3 lessons (not about poker) from “Molly’s Game”

Molly Bloom has been keeping me awake at night.

Not the Molly Bloom of James Joyce’s Ulysses.an equally outsized and out of the box character.

I’m talking about the hard-driving, elite high stakes poker game running protagonist of the acclaimed new movie, Molly’s Game based on a true story.

It could as easily have been called Molly’s Power Game.

Within Aaron Sorkin’s riveting direction, we get a finely drawn picture of how a girl pushed mercilessly by her philandering psychologist father to excel at competitive skiing survives major injury only to apply that same ruthless quest to running the Olympics of underground poker games. In both instances, she succeeds wildly at a man’s power game but ultimately is done in by it.

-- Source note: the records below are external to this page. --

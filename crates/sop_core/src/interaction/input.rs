use winit::event::{ElementState, MouseButton};

#[derive(Debug, Clone, Copy, PartialEq, Eq, Hash)]
pub enum Handedness {
    Left,
    Right,
}

impl Handedness {
    pub const ALL: [Handedness; 2] = [Handedness::Left, Handedness::Right];

    pub(crate) const fn index(self) -> usize {
        match self {
            Handedness::Left => 0,
            Handedness::Right => 1,
        }
    }
}

/// The two on-screen buttons shown in mobile mode.
#[derive(Debug, Clone, Copy, PartialEq, Eq, Hash)]
pub enum TouchButton {
    Grab,
    Use,
}

#[derive(Debug, Clone, Copy, PartialEq, Eq, Hash)]
pub enum XrComponent {
    Squeeze,
    Trigger,
}

/// Raw device callback, delivered between frames.
#[derive(Debug, Clone, Copy, PartialEq)]
pub enum InputSignal {
    Pointer {
        button: MouseButton,
        state: ElementState,
    },
    Touch {
        button: TouchButton,
        pressed: bool,
    },
    Xr {
        hand: Handedness,
        component: XrComponent,
        value: f32,
        pressed: bool,
    },
}

impl InputSignal {
    pub fn source(&self) -> InputSource {
        match self {
            InputSignal::Pointer { .. } => InputSource::Pointer,
            InputSignal::Touch { .. } => InputSource::TouchButtons,
            InputSignal::Xr { hand, .. } => InputSource::XrController(*hand),
        }
    }
}

/// Key a handler subscribes with; signals from unsubscribed sources are dropped.
#[derive(Debug, Clone, Copy, PartialEq, Eq, Hash)]
pub enum InputSource {
    Pointer,
    TouchButtons,
    XrController(Handedness),
}

const COMPONENT_COUNT: usize = 2;

#[derive(Debug, Clone, Copy, Default)]
pub(crate) struct ControllerStates {
    values: [[f32; COMPONENT_COUNT]; 2],
    pressed: [[bool; COMPONENT_COUNT]; 2],
}

impl ControllerStates {
    pub(crate) fn set(
        &mut self,
        hand: Handedness,
        component: XrComponent,
        value: f32,
        pressed: bool,
    ) {
        self.values[hand.index()][component.index()] = value;
        self.pressed[hand.index()][component.index()] = pressed;
    }

    pub(crate) fn value(&self, hand: Handedness, component: XrComponent) -> f32 {
        self.values[hand.index()][component.index()]
    }

    pub(crate) fn is_pressed(&self, hand: Handedness, component: XrComponent) -> bool {
        self.pressed[hand.index()][component.index()]
    }
}

impl XrComponent {
    const fn index(self) -> usize {
        match self {
            XrComponent::Squeeze => 0,
            XrComponent::Trigger => 1,
        }
    }
}
use std::process::ExitCode;

use sop_core::{
    load_task_list, run_session, Session, SessionError, SessionReport, TaskConfigError,
};
use thiserror::Error;
use tracing::{debug, error, info};

use super::bootstrap::AppWiring;
use super::gameplay::{load_script, spawn_scenario, LogPresentation, ScriptError, SimWorld};

#[derive(Debug, Error)]
pub(crate) enum AppError {
    #[error("failed to load task list: {0}")]
    TaskList(#[from] TaskConfigError),
    #[error("failed to load input script: {0}")]
    Script(#[from] ScriptError),
    #[error("session aborted: {0}")]
    Session(#[from] SessionError),
}

pub(crate) fn run(app: AppWiring) -> ExitCode {
    match run_trainer(app) {
        Ok(report) => {
            info!(
                ticks = report.ticks_run,
                outcomes = ?report.outcomes,
                final_mode = report.final_mode.as_token(),
                "trainer_finished"
            );
            ExitCode::SUCCESS
        }
        Err(err) => {
            error!(error = %err, "trainer_failed");
            ExitCode::FAILURE
        }
    }
}

fn run_trainer(app: AppWiring) -> Result<SessionReport, AppError> {
    info!(
        root = %app.paths.root.display(),
        task_list = %app.paths.task_list.display(),
        script = %app.script_path.display(),
        mode = app.mode.as_token(),
        "startup"
    );
    let tasks = load_task_list(&app.paths.task_list)?;
    let mut session = Session::new(app.session_config, &tasks)?;
    let mut world = SimWorld::default();
    let scenario = spawn_scenario(&mut world, &mut session);
    debug!(
        clipboard = scenario.clipboard.0,
        extinguisher = scenario.extinguisher.0,
        pointer = scenario.pointer.anchor.0,
        "bench_entities"
    );
    let mut feed = load_script(&app.script_path, &scenario, &world)?;
    let mut presentation = LogPresentation::default();

    // Leaving Loading is what enables input.
    session.switch_mode(app.mode, &mut world, &mut presentation)?;
    let report = run_session(
        &app.config,
        &mut session,
        &mut world,
        &mut presentation,
        &mut feed,
    )?;
    info!(
        fire_burning = presentation.fire_burning(),
        banners = ?presentation.banners(),
        "presentation_summary"
    );
    Ok(report)
}
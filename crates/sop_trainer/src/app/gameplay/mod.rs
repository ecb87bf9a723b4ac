use std::collections::BTreeMap;
use std::fs;
use std::path::{Path, PathBuf};

use serde::Deserialize;
use sop_core::{
    Animation, EntityId, FeedCommand, Handedness, InputSignal, InteractableConfig, Mode, Pose,
    Presentation, ScheduledFeed, SelectorDevice, Session, SteppedWorld, Task, TaskStatus,
    TouchButton, Vec3, WorldEngine, WorldSignal, XrComponent,
};
use thiserror::Error;
use tracing::{debug, info, warn};
use winit::event::{ElementState, MouseButton};

const POUR_ANIMATION_SECONDS: f32 = 1.5;
const RESPAWN_ANIMATION_SECONDS: f32 = 0.5;
const MAX_PARENT_DEPTH: usize = 8;
const XR_PRESSED_THRESHOLD: f32 = 0.5;

const CYLINDER_RADIUS: f32 = 0.1;
const CYLINDER_SPAWNS: [(&str, Vec3); 3] = [
    ("A", Vec3::new(-0.6, 1.0, 0.0)),
    ("B", Vec3::new(0.0, 1.0, 0.0)),
    ("C", Vec3::new(0.6, 1.0, 0.0)),
];
const CLIPBOARD_SPAWN: Vec3 = Vec3::new(1.2, 1.0, 0.0);
const EXTINGUISHER_SPAWN: Vec3 = Vec3::new(-1.4, 0.5, 0.0);
const PROP_RADIUS: f32 = 0.15;

const POINTER_ANCHOR_SPAWN: Vec3 = Vec3::new(0.0, 1.6, 1.5);
const POINTER_RETICLE_SPAWN: Vec3 = Vec3::new(0.0, 1.6, 1.0);
const POINTER_RADIUS: f32 = 0.05;
/// Held objects float in front of and below the camera on desktop/mobile.
const POINTER_HOLD_OFFSET: Vec3 = Vec3::new(0.0, -0.3, -0.6);

const CONTROLLER_RADIUS: f32 = 0.03;
const CONTROLLER_GRABBER_RADIUS: f32 = 0.06;
const CONTROLLER_GRABBER_OFFSET: Vec3 = Vec3::new(0.0, 0.0, -0.05);
const XR_HOLD_OFFSET: Vec3 = Vec3::new(0.0, -0.1, 0.0);
const LEFT_CONTROLLER_SPAWN: Vec3 = Vec3::new(-0.3, 1.2, 0.6);
const RIGHT_CONTROLLER_SPAWN: Vec3 = Vec3::new(0.3, 1.2, 0.6);

include!("sim_world.rs");
include!("scenario.rs");
include!("script.rs");
include!("presentation.rs");

#[cfg(test)]
mod tests {
    include!("tests.rs");
}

What kept me awake were the realer-than-life alpha male characters, one more scurrilous than the next. Whether around the poker table risking $100,000 stakes, urging her to dangerous speeds through the icy snow, or clapping handcuffs onto her in a righteous quest to clamp down on the traveling game, I felt I was seeing patriarchy in its most wretched incarnation: amoral, seeking power over others for the sheer thrill of it, almost feral in its wily dog-eat-dog approach to the world.

Bloom (played by Jessica Chastain appeared to be taking advantage of them, while in reality, the harder she tried to be the best at the man’s game, the more she lost herself. 

Since my obsession is women’s relationship with power, that’s what made my stomach churn and gave me awake nightmares.

Not surprisingly, the one man who believed in her without trying to remake her was fictional. Her lawyer Charlie Jaffey, played by Idris Elba, was perhaps Sorkin’s alter ego trying to figure out Bloom’s complex character.

Why did she remain so committed to her personal ethics while running an inherently unethical business? Jaffey’s interrogatories created dialogue necessary to draw out the raw truth that she had become like a shadow puppet acting out her life in the dark, her moves determined by unseen powerful male hands while she only thought she was controlling them.

Elba himself observed how Molly’s story tracks the #metoo movement: “It’s quite poignant,” Elba told Den of Geek.com. “This is a film that was made a year ago, and probably prepped two or three years ago, but to come out when it’s coming out now is actually quite amazing, when we’re seeing women stand up and have a liberation movement of speaking up against some of [the] atrocities that [have] happened.”

So what can we learn from this true tale?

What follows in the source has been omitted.